The sport of baseball most likely originated from the 18th century game known as rounders, a children’s game played in England and brought to New England by the early colonists.
By 1845 there was a New York City baseball club that spearheaded the beginning of the modern day professional baseball leagues. It is believed baseball became popular on the Middle Peninsula and Northern Neck after the Civil War. A theory is that either southern Confederate prisoners in Union prison camps picked up on the game from watching guards play or they were encouraged to play on the prison grounds.

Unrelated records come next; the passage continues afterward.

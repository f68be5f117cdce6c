//! whateat core library — LINE webhook gateway, event routing, reply rules,
//! and the LINE and Places API clients used by the CLI.

pub mod answers;
pub mod channels;
pub mod config;
pub mod gateway;
pub mod places;
pub mod routing;
pub mod rules;
use clap::{Parser, Subcommand};

#[derive(Parser)]
#[command(name = "whateat")]
#[command(about = "whateat — LINE bot that decides what to eat", long_about = None)]
struct Cli {
    #[command(subcommand)]
    command: Option<Commands>,
}

#[derive(Subcommand)]
enum Commands {
    /// Show version
    Version,

    /// Write a default config file (credentials, search settings, nine empty answers) if none exists.
    Init {
        /// Config file path (default: WHATEAT_CONFIG_PATH or ~/.whateat/config.json)
        #[arg(long, short, value_name = "PATH")]
        config: Option<std::path::PathBuf>,
    },

    /// Run the webhook gateway. LINE must be pointed at http(s)://<host>:<port>/callback.
    Gateway {
        /// Config file path (default: WHATEAT_CONFIG_PATH or ~/.whateat/config.json)
        #[arg(long, short, value_name = "PATH")]
        config: Option<std::path::PathBuf>,

        /// Listen port (default: PORT env, then config, then 8080)
        #[arg(long, short)]
        port: Option<u16>,
    },
}

#[tokio::main]
async fn main() {
    env_logger::Builder::from_env(env_logger::Env::default().default_filter_or("info")).init();

    let cli = Cli::parse();

    match cli.command {
        Some(Commands::Version) => {
            println!("whateat {}", env!("CARGO_PKG_VERSION"));
        }
        Some(Commands::Init { config }) => {
            if let Err(e) = run_init(config) {
                log::error!("init failed: {:#}", e);
                std::process::exit(1);
            }
        }
        Some(Commands::Gateway { config, port }) => {
            if let Err(e) = run_gateway(config, port).await {
                log::error!("gateway failed: {:#}", e);
                std::process::exit(1);
            }
        }
        None => {
            println!("Run with --help for usage");
        }
    }
}

fn run_init(config_path: Option<std::path::PathBuf>) -> anyhow::Result<()> {
    let path = config_path.unwrap_or_else(lib::config::default_config_path);
    if lib::config::write_default_config(&path)? {
        println!("wrote default config to {}", path.display());
    } else {
        println!("config already exists at {}", path.display());
    }
    Ok(())
}

async fn run_gateway(
    config_path: Option<std::path::PathBuf>,
    port: Option<u16>,
) -> anyhow::Result<()> {
    let (mut config, path) = lib::config::load_config(config_path)?;
    log::debug!("config loaded from {}", path.display());
    lib::config::apply_port_override(&mut config, |k| std::env::var(k).ok());
    if let Some(p) = port {
        config.gateway.port = p;
    }
    log::info!("starting gateway on {}:{}", config.gateway.bind, config.gateway.port);
    lib::gateway::run_gateway(config).await
}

Whatever the origin, baseball soon became a Southern pastime after the war and grew locally to legendary status. On Saturday, July 1, the Rev. Edward Harrow alluded to the progression of the sport in Middlesex at a dedication of the Town of Urbanna’s new Bristow Community Pavilion at Taber Park.

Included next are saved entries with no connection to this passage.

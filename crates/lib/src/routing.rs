//! Event routing: classify each inbound webhook event and run the matching reply rule.
//!
//! Text asking what to eat gets a random canned answer; a shared location gets a
//! random open food place nearby. Everything else is logged and left unanswered.
//! Each event is handled on its own: a failure is logged and the batch moves on.

use crate::answers::{CannedAnswers, Dice};
use crate::channels::{EventType, InboundEvent, LineError, LocationMessage, Message, ReplySender};
use crate::places::{LatLng, NearbyQuery, NearbySearch, PlacesError};
use crate::rules;
use std::sync::Arc;

/// Search filters and the empty-result reply.
#[derive(Debug, Clone)]
pub struct RouterSettings {
    pub place_type: String,
    pub language: String,
    /// Sent when nothing is open nearby; empty means stay silent.
    pub empty_reply: String,
}

impl From<&crate::config::PlacesConfig> for RouterSettings {
    fn from(places: &crate::config::PlacesConfig) -> Self {
        Self {
            place_type: places.place_type.clone(),
            language: places.language.clone(),
            empty_reply: places.empty_reply.clone(),
        }
    }
}

/// What handling one event amounted to.
#[derive(Debug, Clone, PartialEq, Eq)]
pub enum Outcome {
    /// A reply with this text was sent.
    Replied(String),
    /// A rule ran but decided not to reply.
    Silent,
    /// No rule applies to this event.
    Ignored,
}

#[derive(Debug, thiserror::Error)]
pub enum DispatchError {
    #[error("event has no reply token")]
    MissingReplyToken,
    #[error("reply failed: {0}")]
    Reply(#[from] LineError),
    #[error("nearby search failed: {0}")]
    Search(#[from] PlacesError),
}

/// Per-batch tally, logged once per webhook call.
#[derive(Debug, Clone, Copy, Default, PartialEq, Eq)]
pub struct BatchSummary {
    pub replied: usize,
    pub silent: usize,
    pub ignored: usize,
    pub failed: usize,
}

/// Routes events to reply rules. Shared across requests; holds no mutable state beyond the dice.
pub struct EventRouter {
    replies: Arc<dyn ReplySender>,
    places: Arc<dyn NearbySearch>,
    answers: CannedAnswers,
    dice: Dice,
    settings: RouterSettings,
}

impl EventRouter {
    pub fn new(
        replies: Arc<dyn ReplySender>,
        places: Arc<dyn NearbySearch>,
        answers: CannedAnswers,
        dice: Dice,
        settings: RouterSettings,
    ) -> Self {
        Self {
            replies,
            places,
            answers,
            dice,
            settings,
        }
    }

    /// Handle events one after another in delivery order. Never fails; failures are counted and logged.
    pub async fn route_batch(&self, events: &[InboundEvent]) -> BatchSummary {
        let mut summary = BatchSummary::default();
        for (i, event) in events.iter().enumerate() {
            match self.dispatch(event).await {
                Ok(Outcome::Replied(_)) => summary.replied += 1,
                Ok(Outcome::Silent) => summary.silent += 1,
                Ok(Outcome::Ignored) => summary.ignored += 1,
                Err(e) => {
                    log::warn!("event {} ({}) failed: {}", i, event.kind, e);
                    summary.failed += 1;
                }
            }
        }
        summary
    }

    /// Handle a single event.
    pub async fn dispatch(&self, event: &InboundEvent) -> Result<Outcome, DispatchError> {
        let user = event
            .source
            .as_ref()
            .and_then(|s| s.user_id.as_deref())
            .unwrap_or("-");
        match &event.kind {
            EventType::Message => {}
            EventType::Follow => {
                log::info!("followed by {}", user);
                return Ok(Outcome::Ignored);
            }
            EventType::Unfollow => {
                log::info!("unfollowed by {}", user);
                return Ok(Outcome::Ignored);
            }
            EventType::Join => {
                log::info!("joined a group or room (by {})", user);
                return Ok(Outcome::Ignored);
            }
            EventType::Leave => {
                log::info!("left a group or room");
                return Ok(Outcome::Ignored);
            }
            EventType::Postback => {
                log::info!("postback from {}", user);
                return Ok(Outcome::Ignored);
            }
            EventType::Beacon => {
                log::info!("beacon from {}", user);
                return Ok(Outcome::Ignored);
            }
            EventType::Other(kind) => {
                log::info!("unknown event type: {}", kind);
                return Ok(Outcome::Ignored);
            }
        }

        let Some(message) = &event.message else {
            log::warn!("message event from {} without a message body", user);
            return Ok(Outcome::Ignored);
        };
        match message {
            Message::Text(text) => {
                if !rules::asks_what_to_eat(&text.text) {
                    log::debug!("text from {} matched no rule", user);
                    return Ok(Outcome::Silent);
                }
                let token = reply_token(event)?;
                self.answer_what_to_eat(token).await
            }
            Message::Location(location) => {
                let token = reply_token(event)?;
                self.suggest_nearby_food(token, location).await
            }
            Message::Image(_) | Message::Video(_) | Message::Audio(_) | Message::Sticker(_) => {
                log::debug!("media message from {}; nothing to do", user);
                Ok(Outcome::Ignored)
            }
            Message::Unknown => {
                log::info!("unknown message type from {}", user);
                Ok(Outcome::Ignored)
            }
        }
    }

    async fn answer_what_to_eat(&self, reply_token: &str) -> Result<Outcome, DispatchError> {
        let key = self.dice.roll(CannedAnswers::key_range());
        let answer = self.answers.get(key);
        log::info!("what-to-eat matched, answer #{}: {:?}", key, answer);
        self.send(reply_token, answer).await
    }

    async fn suggest_nearby_food(
        &self,
        reply_token: &str,
        location: &LocationMessage,
    ) -> Result<Outcome, DispatchError> {
        let query = NearbyQuery::open_nearest(
            LatLng {
                lat: location.latitude,
                lng: location.longitude,
            },
            &self.settings.place_type,
            &self.settings.language,
        );
        let places = self.places.nearby(&query).await?;
        log::info!(
            "nearby search at {},{} returned {} place(s)",
            location.latitude,
            location.longitude,
            places.len()
        );
        match self.dice.pick_index(places.len()) {
            Some(i) => {
                let place = &places[i];
                log::debug!(
                    "picked #{}: {} ({}) {}",
                    i,
                    place.name,
                    place.rating,
                    place.formatted_address.as_deref().unwrap_or(&place.vicinity)
                );
                self.send(reply_token, &rules::format_place(place)).await
            }
            None if self.settings.empty_reply.is_empty() => Ok(Outcome::Silent),
            None => self.send(reply_token, &self.settings.empty_reply).await,
        }
    }

    async fn send(&self, reply_token: &str, text: &str) -> Result<Outcome, DispatchError> {
        self.replies.reply_text(reply_token, text).await?;
        Ok(Outcome::Replied(text.to_string()))
    }
}

fn reply_token(event: &InboundEvent) -> Result<&str, DispatchError> {
    event
        .reply_token
        .as_deref()
        .filter(|t| !t.is_empty())
        .ok_or(DispatchError::MissingReplyToken)
}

The pavilion is dedicated to the late Charles and Betty Page Bristow, lifelong residents of Middlesex County. Harrow and Bristow grew up together. At the dedication Harrow spoke of the days when Charles and he had to borrow a mule and a plow in the 1940s to shape the baseball field at Saluda High School. “A far cry from the lighted sports fields at the modern Syd Thrift Athletic Complex and the Middlesex Sports Complex today,” he said.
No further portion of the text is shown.